Dataset entries:
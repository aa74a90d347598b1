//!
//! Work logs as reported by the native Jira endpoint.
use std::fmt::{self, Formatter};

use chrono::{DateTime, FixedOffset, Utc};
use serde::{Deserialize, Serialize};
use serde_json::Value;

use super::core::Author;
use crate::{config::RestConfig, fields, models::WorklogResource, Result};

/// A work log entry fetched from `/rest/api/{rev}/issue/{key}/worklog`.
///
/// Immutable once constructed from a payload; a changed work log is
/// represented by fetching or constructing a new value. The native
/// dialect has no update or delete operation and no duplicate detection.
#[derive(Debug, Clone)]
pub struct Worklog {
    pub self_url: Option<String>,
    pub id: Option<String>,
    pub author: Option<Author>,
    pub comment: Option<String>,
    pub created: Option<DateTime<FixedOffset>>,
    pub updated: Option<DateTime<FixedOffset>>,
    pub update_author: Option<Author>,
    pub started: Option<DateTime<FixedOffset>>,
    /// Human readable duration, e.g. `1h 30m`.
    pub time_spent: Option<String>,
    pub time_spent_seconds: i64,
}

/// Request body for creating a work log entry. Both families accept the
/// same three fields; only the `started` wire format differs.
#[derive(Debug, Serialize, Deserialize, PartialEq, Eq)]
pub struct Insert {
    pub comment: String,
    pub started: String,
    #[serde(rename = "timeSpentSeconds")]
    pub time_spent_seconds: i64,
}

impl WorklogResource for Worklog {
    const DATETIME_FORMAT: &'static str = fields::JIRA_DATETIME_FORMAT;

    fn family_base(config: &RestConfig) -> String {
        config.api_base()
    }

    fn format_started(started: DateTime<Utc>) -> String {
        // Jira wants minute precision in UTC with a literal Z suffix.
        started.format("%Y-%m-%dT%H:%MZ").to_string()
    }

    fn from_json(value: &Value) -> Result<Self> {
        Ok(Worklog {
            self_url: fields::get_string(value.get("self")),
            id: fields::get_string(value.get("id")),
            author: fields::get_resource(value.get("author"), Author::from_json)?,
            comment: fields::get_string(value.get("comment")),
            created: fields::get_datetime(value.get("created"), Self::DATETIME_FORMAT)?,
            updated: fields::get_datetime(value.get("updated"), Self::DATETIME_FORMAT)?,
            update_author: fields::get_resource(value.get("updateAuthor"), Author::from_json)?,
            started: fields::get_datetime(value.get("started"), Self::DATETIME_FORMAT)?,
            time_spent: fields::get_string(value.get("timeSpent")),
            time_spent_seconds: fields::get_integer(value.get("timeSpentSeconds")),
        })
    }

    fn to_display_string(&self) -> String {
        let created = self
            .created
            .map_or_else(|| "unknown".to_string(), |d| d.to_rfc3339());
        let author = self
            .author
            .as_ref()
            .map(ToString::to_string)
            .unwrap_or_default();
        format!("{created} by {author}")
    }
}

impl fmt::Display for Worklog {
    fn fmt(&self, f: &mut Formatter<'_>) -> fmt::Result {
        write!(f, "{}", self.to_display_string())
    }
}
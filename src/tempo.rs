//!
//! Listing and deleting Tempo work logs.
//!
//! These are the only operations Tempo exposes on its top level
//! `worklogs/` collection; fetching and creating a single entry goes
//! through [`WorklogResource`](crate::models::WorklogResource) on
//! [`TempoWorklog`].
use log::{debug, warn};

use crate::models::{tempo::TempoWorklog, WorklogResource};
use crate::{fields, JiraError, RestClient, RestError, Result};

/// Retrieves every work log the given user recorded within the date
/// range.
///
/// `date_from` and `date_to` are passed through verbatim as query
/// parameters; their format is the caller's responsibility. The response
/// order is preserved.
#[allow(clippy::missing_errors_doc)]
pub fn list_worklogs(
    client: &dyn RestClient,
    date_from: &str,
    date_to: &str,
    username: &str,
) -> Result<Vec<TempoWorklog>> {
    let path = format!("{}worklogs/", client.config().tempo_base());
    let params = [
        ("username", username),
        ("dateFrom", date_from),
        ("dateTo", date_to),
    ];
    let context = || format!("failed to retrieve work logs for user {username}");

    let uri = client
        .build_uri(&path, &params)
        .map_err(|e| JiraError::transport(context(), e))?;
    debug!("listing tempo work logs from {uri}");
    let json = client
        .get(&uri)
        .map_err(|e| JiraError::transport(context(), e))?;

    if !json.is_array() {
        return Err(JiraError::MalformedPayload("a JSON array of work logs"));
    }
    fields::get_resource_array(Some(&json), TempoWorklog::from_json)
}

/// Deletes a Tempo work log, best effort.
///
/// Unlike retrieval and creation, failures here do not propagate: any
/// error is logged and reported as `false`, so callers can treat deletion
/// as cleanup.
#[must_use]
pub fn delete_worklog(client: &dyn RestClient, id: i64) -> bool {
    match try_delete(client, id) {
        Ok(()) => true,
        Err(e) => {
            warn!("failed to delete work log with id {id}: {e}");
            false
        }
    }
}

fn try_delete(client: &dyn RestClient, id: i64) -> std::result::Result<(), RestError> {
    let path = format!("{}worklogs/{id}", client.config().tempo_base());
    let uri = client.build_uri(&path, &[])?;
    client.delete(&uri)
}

Assignment: For the word "Result", count the lines of the data that contain it and report only the total.

Solution to this problem: 6